After all the training, we observed that the classification results using the feature vector with all the indices obtained the best results in both validation methods. Thus, we present here only the results of the 8-dimension feature vector from the segments Hips-ZVCS and Hips-WS segments of the EEG signal. The average results of accuracy, sensitivity, specificity, precision, area under curve (AUC) of the ROC curve, Cohen’s kappa coefficient (\(\kappa \)) and Matthews correlation coefficient (MCC) obtained from the leave-one-patient-out cross validation and K-fold cross-validation for SVM, Discriminant Analysis, K-NN, Gentle Boost Ensemble, Decision Tree, Logistic Regression, Naive Bayes, and ANN are presented, respectively, in Tables 2 and 3. To implement leave-one-patient-out cross validation, for each iteration, the whole features per segment of one patient of each class was left out of the training set, which comprised the test set. We checked the statistical significance of the classification results obtained by calculating the assessment of classification performance at the chance level based on the number of data points available using a binomial cumulative distribution62. From this assessment, we verify that the accuracy of classifiers must exceeds the probabilistic chance level of 55.05% (for 950 observations, a 2-class, statistically significant at p < 0.001).
Discussion
In this paper, we present the results of the methodology proposed for characterization of interictal EEG signal segments with hypsarrhythmia in children with microcephaly caused by the Zika virus and interictal segments with hypsarrhythmia in children with West Syndrome. Hypsarrhythmia, a chaotic rhythm pattern present in interictal intervals in the EEG signal, was initially defined as a morphological marker in the EEG signal for diagnosis of West Syndrome. However, after the outbreak of children born with microcephaly due to the Zika virus infection in pregnant women, a chaotic pattern was also observed in these infants, which was characterized as the hypsarrhythmia pattern.
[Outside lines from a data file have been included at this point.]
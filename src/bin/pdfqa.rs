//! CLI binary for edgequake-pdf2qa.
//!
//! Maps CLI flags to `GenerationConfig`, runs the job with an indicatif
//! progress bar and writes the rendered document.

use anyhow::{Context, Result};
use clap::Parser;
use edgequake_pdf2qa::pipeline::render::ensure_extension;
use edgequake_pdf2qa::{
    inspect, write_output, GenerationConfig, GenerationProgressCallback, JobEvent, OutputFormat,
    OutputLanguage, ProgressCallback, QaJob, QaOutput,
};
use indicatif::{ProgressBar, ProgressStyle};
use std::io;
use std::path::PathBuf;
use std::sync::atomic::{AtomicUsize, Ordering};
use std::sync::{Arc, Mutex};
use std::time::{Duration, Instant};
use tracing_subscriber::EnvFilter;

// ── ANSI colour helpers ──────────────────────────────────────────────────────

fn green(s: &str) -> String {
    format!("\x1b[32m{s}\x1b[0m")
}
fn yellow(s: &str) -> String {
    format!("\x1b[33m{s}\x1b[0m")
}
fn dim(s: &str) -> String {
    format!("\x1b[2m{s}\x1b[0m")
}
fn bold(s: &str) -> String {
    format!("\x1b[1m{s}\x1b[0m")
}
fn cyan(s: &str) -> String {
    format!("\x1b[36m{s}\x1b[0m")
}

const TICKS: &[&str] = &["⠋", "⠙", "⠹", "⠸", "⠼", "⠴", "⠦", "⠧", "⠇", "⠏", "⠿"];

// ── CLI progress callback using indicatif ────────────────────────────────────

/// Spinner while the PDF is opened, then a chunk bar with one log line per
/// chunk.
struct CliProgressCallback {
    bar: ProgressBar,
    chunk_started: Mutex<Option<Instant>>,
    pairs: AtomicUsize,
}

impl CliProgressCallback {
    fn new() -> Arc<Self> {
        let bar = ProgressBar::new(0);
        let spinner_style = ProgressStyle::with_template("{spinner:.cyan} {prefix:.bold}  {msg}")
            .unwrap_or_else(|_| ProgressStyle::default_spinner())
            .tick_strings(TICKS);

        bar.set_style(spinner_style);
        bar.set_prefix("Preparing");
        bar.set_message("Extracting text…");
        bar.enable_steady_tick(Duration::from_millis(80));

        Arc::new(Self {
            bar,
            chunk_started: Mutex::new(None),
            pairs: AtomicUsize::new(0),
        })
    }

    fn activate_bar(&self, total: usize) {
        let progress_style = ProgressStyle::with_template(
            "{spinner:.cyan} {prefix:.bold}  \
             [{bar:42.green/238}] {pos:>3}/{len} chunks  \
             ⏱ {elapsed_precise}  ETA {eta_precise}",
        )
        .unwrap_or_else(|_| ProgressStyle::default_bar())
        .progress_chars("█▉▊▋▌▍▎▏  ")
        .tick_strings(TICKS);

        self.bar.set_length(total as u64);
        self.bar.set_style(progress_style);
        self.bar.set_prefix("Generating");
        self.bar.reset_eta();
    }

    fn chunk_elapsed_secs(&self) -> f64 {
        self.chunk_started
            .lock()
            .ok()
            .and_then(|mut started| started.take())
            .map(|t| t.elapsed().as_secs_f64())
            .unwrap_or(0.0)
    }
}

impl GenerationProgressCallback for CliProgressCallback {
    fn on_generation_start(&self, total_chunks: usize) {
        self.activate_bar(total_chunks);
        self.bar.println(format!(
            "{} {}",
            cyan("◆"),
            bold(&format!("Generating questions for {total_chunks} chunks…"))
        ));
    }

    fn on_chunk_start(&self, chunk_num: usize, _total_chunks: usize) {
        if let Ok(mut started) = self.chunk_started.lock() {
            *started = Some(Instant::now());
        }
        self.bar.set_message(format!("chunk {chunk_num}"));
    }

    fn on_chunk_retry(&self, chunk_num: usize, attempt: u32, wait_ms: u64) {
        self.bar.println(format!(
            "  {} Chunk {:>3}  rate limited, retry {} in {}",
            yellow("↻"),
            chunk_num,
            attempt,
            dim(&format!("{:.1}s", wait_ms as f64 / 1000.0)),
        ));
    }

    fn on_chunk_complete(&self, chunk_num: usize, total_chunks: usize, pair_count: usize) {
        self.pairs.fetch_add(pair_count, Ordering::SeqCst);
        let mark = if pair_count == 0 {
            yellow("⚠")
        } else {
            green("✓")
        };
        self.bar.println(format!(
            "  {} Chunk {:>3}/{:<3}  {:<9}  {}",
            mark,
            chunk_num,
            total_chunks,
            dim(&format!("{pair_count:>2} pairs")),
            dim(&format!("{:.1}s", self.chunk_elapsed_secs())),
        ));
        self.bar.inc(1);
    }

    fn on_generation_complete(&self, total_chunks: usize, total_pairs: usize) {
        self.bar.finish_and_clear();
        let done = self.bar.position() as usize;
        if done == total_chunks {
            eprintln!(
                "{} {} pairs from {} chunks",
                green("✔"),
                bold(&total_pairs.to_string()),
                total_chunks
            );
        } else {
            eprintln!(
                "{} {} pairs from {}/{} chunks (stopped early)",
                yellow("⚠"),
                bold(&total_pairs.to_string()),
                done,
                total_chunks
            );
        }
    }
}

const AFTER_HELP: &str = r#"EXAMPLES:
  # Italian Q&A document (default)
  pdfqa lecture.pdf

  # English, Markdown output
  pdfqa lecture.pdf --language english -o notes.md

  # Smaller chunks, more questions per chunk
  pdfqa --chunk-size 2000 --questions 4 book.pdf -o book_qa.pdf

  # Use a specific model
  pdfqa --provider anthropic --model claude-sonnet-4-20250514 paper.pdf

  # From a URL
  pdfqa https://arxiv.org/pdf/1706.03762 -o attention_qa.pdf

  # Inspect PDF metadata (no API key needed)
  pdfqa --inspect-only lecture.pdf

  # Structured JSON on stdout (document is still written)
  pdfqa --json lecture.pdf > run.json

LANGUAGES:
  english (en), italian (it, italiano), french (fr, français),
  spanish (es, español), german (de, deutsch)

  Ctrl-C stops after the chunk in flight and writes the pairs gathered so far.

ENVIRONMENT VARIABLES:
  OPENAI_API_KEY          OpenAI API key
  ANTHROPIC_API_KEY       Anthropic API key
  GEMINI_API_KEY          Google Gemini API key
  EDGEQUAKE_LLM_PROVIDER  Override provider (openai, anthropic, gemini, ollama)
  EDGEQUAKE_MODEL         Override model ID
  PDFIUM_LIB_PATH         Path to libpdfium
"#;

/// Generate exam-style questions and answers from a PDF.
#[derive(Parser, Debug)]
#[command(
    name = "pdfqa",
    version,
    about = "Generate questions and answers from PDF documents using LLMs",
    arg_required_else_help = true,
    color = clap::ColorChoice::Auto,
    after_long_help = AFTER_HELP
)]
struct Cli {
    /// Local PDF file path or HTTP/HTTPS URL.
    input: String,

    /// Output document path.
    #[arg(short, long, env = "PDFQA_OUTPUT", default_value = "questions_answers.pdf")]
    output: PathBuf,

    /// Output format; inferred from the output extension when omitted.
    #[arg(long, env = "PDFQA_FORMAT", value_enum)]
    format: Option<FormatArg>,

    /// Language of the generated questions and answers.
    #[arg(short, long, env = "PDFQA_LANGUAGE", default_value = "italian")]
    language: OutputLanguage,

    /// LLM model ID (e.g. gpt-4.1-nano, gpt-4.1, claude-sonnet-4-20250514).
    #[arg(long, env = "EDGEQUAKE_MODEL")]
    model: Option<String>,

    /// LLM provider: openai, anthropic, gemini, ollama, azure.
    #[arg(long, env = "EDGEQUAKE_PROVIDER")]
    provider: Option<String>,

    /// Maximum characters per chunk sent to the model.
    #[arg(long, env = "PDFQA_CHUNK_SIZE", default_value_t = 4000)]
    chunk_size: usize,

    /// Questions requested per chunk.
    #[arg(long, env = "PDFQA_QUESTIONS", default_value_t = 2)]
    questions: usize,

    /// Retries per chunk when rate limited.
    #[arg(long, env = "PDFQA_MAX_RETRIES", default_value_t = 3)]
    max_retries: u32,

    /// LLM temperature (0.0–2.0).
    #[arg(long, env = "PDFQA_TEMPERATURE", default_value_t = 0.7)]
    temperature: f32,

    /// PDF user password for encrypted documents.
    #[arg(long, env = "PDFQA_PASSWORD")]
    password: Option<String>,

    /// Also print the run (pairs, per-chunk results, stats) as JSON on stdout.
    #[arg(long, env = "PDFQA_JSON")]
    json: bool,

    /// Disable progress bar.
    #[arg(long, env = "PDFQA_NO_PROGRESS")]
    no_progress: bool,

    /// Print PDF metadata only, no generation.
    #[arg(long)]
    inspect_only: bool,

    /// Enable DEBUG-level tracing logs.
    #[arg(short, long, env = "PDFQA_VERBOSE")]
    verbose: bool,

    /// Suppress all output except errors.
    #[arg(short, long, env = "PDFQA_QUIET")]
    quiet: bool,

    /// HTTP download timeout in seconds.
    #[arg(long, env = "PDFQA_DOWNLOAD_TIMEOUT", default_value_t = 120)]
    download_timeout: u64,
}

#[derive(clap::ValueEnum, Clone, Copy, Debug)]
enum FormatArg {
    Pdf,
    #[value(alias = "md")]
    Markdown,
}

impl From<FormatArg> for OutputFormat {
    fn from(v: FormatArg) -> Self {
        match v {
            FormatArg::Pdf => OutputFormat::Pdf,
            FormatArg::Markdown => OutputFormat::Markdown,
        }
    }
}

#[tokio::main]
async fn main() -> Result<()> {
    let cli = Cli::parse();

    // ── Logging setup ────────────────────────────────────────────────────
    // The progress bar gives the user-facing feedback; library INFO logs
    // would tear it.
    let show_progress = !cli.quiet && !cli.no_progress && !cli.json;
    let filter = if cli.verbose {
        "debug"
    } else if cli.quiet || show_progress {
        "error"
    } else {
        "info"
    };

    tracing_subscriber::fmt()
        .with_env_filter(
            EnvFilter::try_from_default_env().unwrap_or_else(|_| EnvFilter::new(filter)),
        )
        .with_writer(io::stderr)
        .init();

    // ── Inspect-only mode ────────────────────────────────────────────────
    if cli.inspect_only {
        let meta = inspect(&cli.input, cli.password.as_deref())
            .await
            .context("Failed to inspect PDF")?;

        if cli.json {
            println!(
                "{}",
                serde_json::to_string_pretty(&meta).context("Failed to serialize metadata")?
            );
        } else {
            println!("File:         {}", cli.input);
            if let Some(ref t) = meta.title {
                println!("Title:        {}", t);
            }
            if let Some(ref a) = meta.author {
                println!("Author:       {}", a);
            }
            if let Some(ref s) = meta.subject {
                println!("Subject:      {}", s);
            }
            println!("Pages:        {}", meta.page_count);
            println!("PDF Version:  {}", meta.pdf_version);
        }
        return Ok(());
    }

    // ── Build config ─────────────────────────────────────────────────────
    let progress_cb: Option<ProgressCallback> = if show_progress {
        Some(CliProgressCallback::new() as Arc<dyn GenerationProgressCallback>)
    } else {
        None
    };
    let config = build_config(&cli, progress_cb)?;

    let format = cli
        .format
        .map(OutputFormat::from)
        .unwrap_or_else(|| OutputFormat::from_path(&cli.output));
    let output_path = ensure_extension(&cli.output, format);

    // ── Run the job ──────────────────────────────────────────────────────
    let output = run_job(&cli.input, config, cli.quiet)
        .await
        .context("Generation failed")?;

    if cli.json {
        let json = serde_json::to_string_pretty(&output).context("Failed to serialise output")?;
        println!("{json}");
    }

    write_output(&output, &output_path, format)
        .await
        .with_context(|| format!("Failed to write {}", output_path.display()))?;

    if !cli.quiet {
        eprintln!(
            "{}  {} pairs  {}/{} chunks  {}ms  →  {}",
            if output.stats.cancelled {
                yellow("⚠")
            } else {
                green("✔")
            },
            output.stats.total_pairs,
            output.stats.processed_chunks,
            output.stats.total_chunks,
            output.stats.total_duration_ms,
            bold(&output_path.display().to_string()),
        );
    }

    Ok(())
}

/// Spawn the generation job and wait for it, cancelling on Ctrl-C.
async fn run_job(input: &str, config: GenerationConfig, quiet: bool) -> Result<QaOutput> {
    let mut job = QaJob::spawn(input, config);
    let mut interrupted = false;

    loop {
        tokio::select! {
            event = job.next_event() => match event {
                Some(JobEvent::Completed(output)) => return Ok(output),
                Some(JobEvent::Failed(err)) => return Err(err.into()),
                Some(JobEvent::Progress { .. }) => {}
                None => anyhow::bail!("generation ended without a result"),
            },
            signal = tokio::signal::ctrl_c(), if !interrupted => {
                signal.context("Failed to listen for Ctrl-C")?;
                interrupted = true;
                job.cancel();
                if !quiet {
                    eprintln!(
                        "{} Interrupted, finishing the current chunk…",
                        yellow("⚠")
                    );
                }
            }
        }
    }
}

/// Map CLI args to `GenerationConfig`.
fn build_config(cli: &Cli, progress: Option<ProgressCallback>) -> Result<GenerationConfig> {
    let mut builder = GenerationConfig::builder()
        .language(cli.language)
        .max_chunk_length(cli.chunk_size)
        .questions_per_chunk(cli.questions)
        .max_retries(cli.max_retries)
        .temperature(cli.temperature)
        .download_timeout_secs(cli.download_timeout);

    if let Some(ref model) = cli.model {
        builder = builder.model(model);
    }
    if let Some(ref provider) = cli.provider {
        builder = builder.provider_name(provider);
    }
    if let Some(ref password) = cli.password {
        builder = builder.password(password);
    }
    if let Some(cb) = progress {
        builder = builder.progress_callback(cb);
    }

    builder.build().context("Invalid configuration")
}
Due to limited knowledge about this new disease, some clinical studies have begun associating the congenital infection by the Zika Virus as the cause for West Syndrome (WS)63,64. Although the hypsarrhythmia found in the EEG of ZVCS is similar to the patterns more frequently described in malformations in the cortical development caused by other etiologies, in ZVCS, this one seems to be more complex and can cause continuous lesions, suggesting that ZVCS has morphological characteristics associated with the development of this pattern and, consequently, epilepsy in the first year of life25,65,66. Therefore, this direct association of symptoms seen in patients with Zika Virus Congenital Syndrome with WS makes it so that these patients receive the same consolidated treatment offered to patients diagnosed with WS. However, in many cases, there is no success in the response to these drugs in the control of the crises64,65,67,68. This way, the goals of the epilepsy treatment in the infancy are not very effective in the treatments currently offered to ZVCS patients.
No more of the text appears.